ABOUT THIS EXERCISE — Check every line in the listing below for "newline". Copy the ones where it occurs.

MATERIALS PROVIDED —

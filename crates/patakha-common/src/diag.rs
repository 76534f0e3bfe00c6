use std::fmt;
use std::path::PathBuf;

use serde::Serialize;

use crate::span::{FileId, Span};

/// How serious a diagnostic is.
///
/// Warnings and notes never stop the pipeline; any error does, at the next
/// stage boundary.
#[derive(Debug, Clone, Copy, PartialEq, Eq, Serialize)]
pub enum Severity {
    Error,
    Warning,
    Note,
}

impl fmt::Display for Severity {
    fn fmt(&self, f: &mut fmt::Formatter<'_>) -> fmt::Result {
        match self {
            Severity::Error => write!(f, "error"),
            Severity::Warning => write!(f, "warning"),
            Severity::Note => write!(f, "note"),
        }
    }
}

/// A single diagnostic record.
#[derive(Debug, Clone, Serialize)]
pub struct Diagnostic {
    pub severity: Severity,
    pub span: Span,
    pub message: String,
    /// Optional localized nag-line trailing the message.
    pub nag: Option<&'static str>,
}

/// The shared diagnostic sink, passed by reference through the pipeline.
///
/// Stages append records as they find problems; nothing is printed until the
/// driver renders the collected set. Rendering order is stable: by file, then
/// by source offset, then by insertion order.
#[derive(Debug, Default)]
pub struct Diagnostics {
    records: Vec<Diagnostic>,
}

impl Diagnostics {
    /// Create an empty sink.
    pub fn new() -> Self {
        Self::default()
    }

    /// Append an error.
    pub fn error(&mut self, span: Span, message: impl Into<String>) {
        self.push(Severity::Error, span, message.into(), None);
    }

    /// Append an error with a trailing nag-line.
    pub fn error_nag(&mut self, span: Span, message: impl Into<String>, nag: &'static str) {
        self.push(Severity::Error, span, message.into(), Some(nag));
    }

    /// Append a warning.
    pub fn warning(&mut self, span: Span, message: impl Into<String>) {
        self.push(Severity::Warning, span, message.into(), None);
    }

    /// Append a note.
    pub fn note(&mut self, span: Span, message: impl Into<String>) {
        self.push(Severity::Note, span, message.into(), None);
    }

    fn push(&mut self, severity: Severity, span: Span, message: String, nag: Option<&'static str>) {
        self.records.push(Diagnostic {
            severity,
            span,
            message,
            nag,
        });
    }

    /// Whether any error-severity record has been collected.
    pub fn has_errors(&self) -> bool {
        self.records.iter().any(|d| d.severity == Severity::Error)
    }

    /// Number of collected records of any severity.
    pub fn len(&self) -> usize {
        self.records.len()
    }

    /// Whether the sink is empty.
    pub fn is_empty(&self) -> bool {
        self.records.is_empty()
    }

    /// All records in insertion order.
    pub fn records(&self) -> &[Diagnostic] {
        &self.records
    }

    /// Records sorted for rendering: by file, then by source offset, then by
    /// insertion order.
    pub fn sorted(&self) -> Vec<&Diagnostic> {
        let mut out: Vec<&Diagnostic> = self.records.iter().collect();
        // sort_by_key is stable, so equal (file, offset) keys keep insertion order.
        out.sort_by_key(|d| (d.span.file, d.span.start));
        out
    }

    /// Promote every warning to an error. Used by `lint --strict`.
    pub fn promote_warnings(&mut self) {
        for d in &mut self.records {
            if d.severity == Severity::Warning {
                d.severity = Severity::Error;
            }
        }
    }
}

/// A loaded source file.
#[derive(Debug)]
pub struct SourceFile {
    pub path: PathBuf,
    pub text: String,
}

impl SourceFile {
    /// The 1-based (line, column) of a byte offset, derived from the text.
    ///
    /// Diagnostics and dumps are the only consumers of line/column pairs, so
    /// the file keeps no side table; the prefix up to `offset` is scanned
    /// when a record is rendered. Column is measured in bytes from the start
    /// of the line.
    pub fn line_col(&self, offset: u32) -> (u32, u32) {
        let cut = (offset as usize).min(self.text.len());
        let prefix = &self.text[..cut];
        let line = prefix.bytes().filter(|&b| b == b'\n').count() as u32 + 1;
        let col = match prefix.rfind('\n') {
            Some(newline) => cut - newline,
            None => cut + 1,
        };
        (line, col as u32)
    }
}

/// All source files of one compilation unit, indexed by [`FileId`].
///
/// File 0 is the root file; imports are added in the order the loader first
/// reaches them, which keeps artifact output deterministic.
#[derive(Debug, Default)]
pub struct SourceMap {
    files: Vec<SourceFile>,
}

impl SourceMap {
    /// Create an empty source map.
    pub fn new() -> Self {
        Self::default()
    }

    /// Add a file and return its assigned [`FileId`].
    pub fn add(&mut self, path: PathBuf, text: String) -> FileId {
        self.files.push(SourceFile { path, text });
        FileId((self.files.len() - 1) as u32)
    }

    /// Get a file by id.
    pub fn get(&self, id: FileId) -> &SourceFile {
        &self.files[id.0 as usize]
    }

    /// Look up a file by path, if already loaded.
    pub fn lookup(&self, path: &std::path::Path) -> Option<FileId> {
        self.files
            .iter()
            .position(|f| f.path == path)
            .map(|i| FileId(i as u32))
    }

    /// Number of loaded files.
    pub fn len(&self) -> usize {
        self.files.len()
    }

    /// Whether no files are loaded.
    pub fn is_empty(&self) -> bool {
        self.files.is_empty()
    }

    /// Render one diagnostic as the canonical single-line form:
    /// `<path>:<line>:<col>: <severity>: <message>`, with the optional
    /// nag-line trailing in parentheses.
    pub fn render_line(&self, d: &Diagnostic) -> String {
        let file = self.get(d.span.file);
        let (line, col) = file.line_col(d.span.start);
        let mut out = format!(
            "{}:{}:{}: {}: {}",
            file.path.display(),
            line,
            col,
            d.severity,
            d.message
        );
        if let Some(nag) = d.nag {
            out.push_str(" (");
            out.push_str(nag);
            out.push(')');
        }
        out
    }

    /// Render all collected diagnostics in stable order, one per line.
    pub fn render_all(&self, diags: &Diagnostics) -> String {
        let mut out = String::new();
        for d in diags.sorted() {
            out.push_str(&self.render_line(d));
            out.push('\n');
        }
        out
    }
}

#[cfg(test)]
mod tests {
    use super::*;

    #[test]
    fn empty_sink_has_no_errors() {
        let diags = Diagnostics::new();
        assert!(!diags.has_errors());
        assert!(diags.is_empty());
    }

    #[test]
    fn warnings_are_not_errors() {
        let mut diags = Diagnostics::new();
        diags.warning(Span::new(FileId(0), 0, 1), "unused variable `x`");
        assert!(!diags.has_errors());
        assert_eq!(diags.len(), 1);
    }

    #[test]
    fn promote_warnings_makes_errors() {
        let mut diags = Diagnostics::new();
        diags.warning(Span::new(FileId(0), 0, 1), "unused variable `x`");
        diags.promote_warnings();
        assert!(diags.has_errors());
    }

    #[test]
    fn sorted_orders_by_file_then_offset_then_insertion() {
        let mut diags = Diagnostics::new();
        diags.error(Span::new(FileId(1), 4, 5), "third");
        diags.error(Span::new(FileId(0), 9, 10), "second");
        diags.error(Span::new(FileId(0), 2, 3), "first");
        diags.error(Span::new(FileId(1), 4, 5), "fourth");
        let order: Vec<&str> = diags.sorted().iter().map(|d| d.message.as_str()).collect();
        assert_eq!(order, vec!["first", "second", "third", "fourth"]);
    }

    #[test]
    fn line_col_is_derived_from_the_text() {
        let file = SourceFile {
            path: PathBuf::from("pos.bhai"),
            text: "shuru\nbhai x = 1\nbol(x)\nbass".to_string(),
        };
        // `shuru` starts the file.
        assert_eq!(file.line_col(0), (1, 1));
        // `x` on line 2.
        assert_eq!(file.line_col(11), (2, 6));
        // The newline byte still belongs to the line it ends.
        assert_eq!(file.line_col(5), (1, 6));
        // First byte after a newline starts the next line.
        assert_eq!(file.line_col(6), (2, 1));
        // Offsets past the end clamp to the last position.
        assert_eq!(file.line_col(999), (4, 5));
    }

    #[test]
    fn render_line_format() {
        let mut map = SourceMap::new();
        let file = map.add(PathBuf::from("main.bhai"), "bhai x = 1\nbol(y)\n".to_string());
        let mut diags = Diagnostics::new();
        diags.error(Span::new(file, 15, 16), "undeclared name `y`");
        let rendered = map.render_all(&diags);
        assert_eq!(rendered, "main.bhai:2:5: error: undeclared name `y`\n");
    }

    #[test]
    fn render_line_with_nag() {
        let mut map = SourceMap::new();
        let file = map.add(PathBuf::from("main.bhai"), "bol(".to_string());
        let mut diags = Diagnostics::new();
        diags.error_nag(
            Span::new(file, 3, 4),
            "expected `)`",
            "arre bhai, bracket band kar",
        );
        let line = map.render_line(&diags.sorted()[0]);
        assert_eq!(
            line,
            "main.bhai:1:4: error: expected `)` (arre bhai, bracket band kar)"
        );
    }
}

RESULT FOR THIS TASK —
            Some(newline) => cut - newline,
        // The newline byte still belongs to the line it ends.
        // First byte after a newline starts the next line.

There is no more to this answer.